Fertilization modes and the evolution of sperm characteristics in marine fishes: Paired comparisons of externally and internally fertilizing species

Abstract

Fertilization mode may affect sperm characteristics, such as morphology, velocity, and motility. However, there is little information on how fertilization mode affects sperm evolution because several factors (e.g., sperm competition) are intricately intertwined when phylogenetically distant species are compared. Here, we investigated sperm characteristics by comparing seven externally and four internally fertilizing marine fishes from three different groups containing close relatives, considering sperm competition levels. The sperm head was significantly slenderer in internal fertilizers than in external fertilizers, suggesting that a slender head is advantageous for swimming in viscous ovarian fluid or in narrow spaces of the ovary. In addition, sperm motility differed between external and internal fertilizers; sperm of external fertilizers were only motile in seawater, whereas sperm of internal fertilizers were only motile in an isotonic solution. These results suggest that sperm motility was adapted according to fertilization mode. By contrast, total sperm length and sperm velocity were not associated with fertilization mode, perhaps because of the different levels of sperm competition. Relative testis mass (an index of sperm competition level) was positively correlated with sperm velocity and negatively correlated with the ratio of sperm head length to total sperm length. These findings suggest that species with higher levels of sperm competition have faster sperm with longer flagella relative to the head length. These results contradict the previous assumption that the evolution of internal fertilization increases the total sperm length. In addition, copulatory behavior with internal insemination may involve a large genital morphology, but this is not essential in fish, suggesting the existence of various sperm transfer methods. Although the power of our analyses is not strong because of the limited number of species, we propose a new scenario of sperm evolution in which internal fertilization would increase sperm head length, but not total sperm length, and change sperm motility.

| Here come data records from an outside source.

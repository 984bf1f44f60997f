#[cfg(feature = "schema")]
use schemars::JsonSchema;
use serde::{Deserialize, Serialize};

/// Largest page a list query returns.
pub const MAX_LIMIT: i64 = 1000;

const DEFAULT_LIMIT: i64 = 50;

/// `LIMIT`/`OFFSET` window of a list query.
#[derive(Debug, Clone, Copy, PartialEq, Eq, Serialize, Deserialize)]
#[cfg_attr(feature = "schema", derive(JsonSchema))]
pub struct OffsetPagination {
    pub limit: i64,
    pub offset: i64,
    /// Also count every matching row.
    #[serde(default)]
    pub include_count: bool,
}

impl OffsetPagination {
    /// Clamps `limit` to `1..=MAX_LIMIT` and `offset` to non-negative values.
    pub fn new(limit: i64, offset: i64) -> Self {
        Self {
            limit: limit.clamp(1, MAX_LIMIT),
            offset: offset.max(0),
            include_count: false,
        }
    }

    pub fn with_count(self) -> Self {
        Self {
            include_count: true,
            ..self
        }
    }

    /// The window right after this one.
    pub fn next_page(self) -> Self {
        Self {
            offset: self.offset + self.limit,
            ..self
        }
    }
}

impl Default for OffsetPagination {
    fn default() -> Self {
        Self::new(DEFAULT_LIMIT, 0)
    }
}

/// Rows of one window plus, when requested, the number of all matches.
#[derive(Debug, Clone)]
pub struct OffsetPage<T> {
    pub items: Vec<T>,
    pub total: Option<i64>,
}

impl<T> OffsetPage<T> {
    pub fn new(items: Vec<T>, total: Option<i64>) -> Self {
        Self { items, total }
    }

    pub fn map<U>(self, f: impl FnMut(T) -> U) -> OffsetPage<U> {
        OffsetPage {
            items: self.items.into_iter().map(f).collect(),
            total: self.total,
        }
    }

    /// Whether the window was filled, i.e. more rows may follow.
    pub fn is_full(&self, pagination: &OffsetPagination) -> bool {
        self.items.len() as i64 >= pagination.limit
    }

    /// Whether rows remain after this window; unknown without a count.
    pub fn has_more(&self, pagination: &OffsetPagination) -> Option<bool> {
        let seen = pagination.offset + self.items.len() as i64;
        self.total.map(|total| seen < total)
    }
}

#[cfg(test)]
mod tests {
    use super::*;

    #[test]
    fn window_is_clamped() {
        assert_eq!(OffsetPagination::new(5000, -3), OffsetPagination::new(MAX_LIMIT, 0));
        assert_eq!(OffsetPagination::new(0, 10).limit, 1);
        assert_eq!(OffsetPagination::default().limit, 50);
    }

    #[test]
    fn next_page_advances_by_limit() {
        let page = OffsetPagination::new(20, 0).with_count().next_page().next_page();
        assert_eq!(page.offset, 40);
        assert!(page.include_count);
    }

    #[test]
    fn remaining_rows() {
        let window = OffsetPagination::new(2, 0).with_count();
        let page = OffsetPage::new(vec![1, 2], Some(5));
        assert_eq!(page.has_more(&window), Some(true));
        assert!(page.is_full(&window));

        let window = OffsetPagination::new(2, 4);
        let last = OffsetPage::new(vec![5], Some(5)).map(|n| n * 2);
        assert_eq!(last.items, [10]);
        assert_eq!(last.has_more(&window), Some(false));
        assert!(!last.is_full(&window));

        let uncounted: OffsetPage<i32> = OffsetPage::new(Vec::new(), None);
        assert_eq!(uncounted.has_more(&window), None);
    }
}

Keywords: copulation; external fertilization; genital morphology; internal fertilization; marine fish; sperm competition.

FIGURE 1

Interfamilial relationship of phylogeny of (a) Ovalentaria, (b) Scorpaenoidei, and (c) Gasterosteoidei. Each phylogenetic tree was based on Near et al. (2013), Smith et al. (2018) and Kawahara et al. (2009), respectively. Outlined taxa show the families used in this study.

FIGURE 2

Sperm morphology of species with external and species with internal insemination. (a) Amphiprion clarkii. (b) Chromis notata. (c) Pomacentrus nagasakiensis. (d) Ditrema temmincki temmincki. (e) Dendrochirus zebra. (f) Paracentropogon rubripinnis. (g) Sebastes cheni. (h) Sebastiscus marmoratus. (i) Aulorhynchus flavidus. (j) Hypoptychus dybowskii. (k) Aulichthys japonicus. Scale bars indicate 5 mm.

FIGURE 3

Differences in sperm morphological characteristics and sperm velocity (mean ± SD) of three groups with different fertilization modes. Total sperm length in Group I (a), Group II (b), and Group III (c). Head ratio in Group I (d), Group II (e), and Group III (f). Midpiece ratio in Group I (g), Group II (h), and Group III (i). Sperm velocity in Group I (j), Group II (k), and Group III (l). White bars and black bars indicate species with external fertilization and internal insemination, respectively. Estimated relative sperm competition levels (ESCL) are also shown under the bar: Low (L), medium (M), and high (H). Ac, Amphiprion clarkii; Af, Aulorhynchus flavidus; Aj, Aulichthys japonicus; Cn, Chromis notata; Dtt, Ditrema temmincki temmincki; Dz, Dendrochirus zebra; Hd, Hypoptychus dybowskii; Pn, Pomacentrus nagasakiensis; Pr, Paracentropogon rubripinnis; Sc, Sebastes cheni; Sm, Sebastiscus marmoratus. Different letters indicate significant differences between species (LMMs with sequential Bonferroni correction, p < .05).

FIGURE 4

Relationship between relative testes mass (RTM) and sperm components. (a) Correlation between RTM and the ratio of sperm head length to total sperm length (PGLS, intercept = 0.08, slope = −0.061). (b) Correlation between RTM and velocity (PGLS, intercept = 82.49, slope = 92.97). Regression lines are from PGLS analyses (see Table 4 for statistics).

FIGURE 5

Genital morphology of species with external fertilization and species with internal insemination. (a) Amphiprion clarkii. (b) Chromis notata. (c) Pomacentrus nagasakiensis. (d) Ditrema temmincki temmincki. (E) Dendrochirus zebra. (f) Paracentropogon rubripinnis. (g) Sebastes cheni. (h) Sebastiscus marmoratus. (i) Aulorhynchus flavidus. (j) Hypoptychus dybowskii. (k) Aulichthys japonicus. Scale bars indicate 5 mm; arrows indicate the positions of genitalia.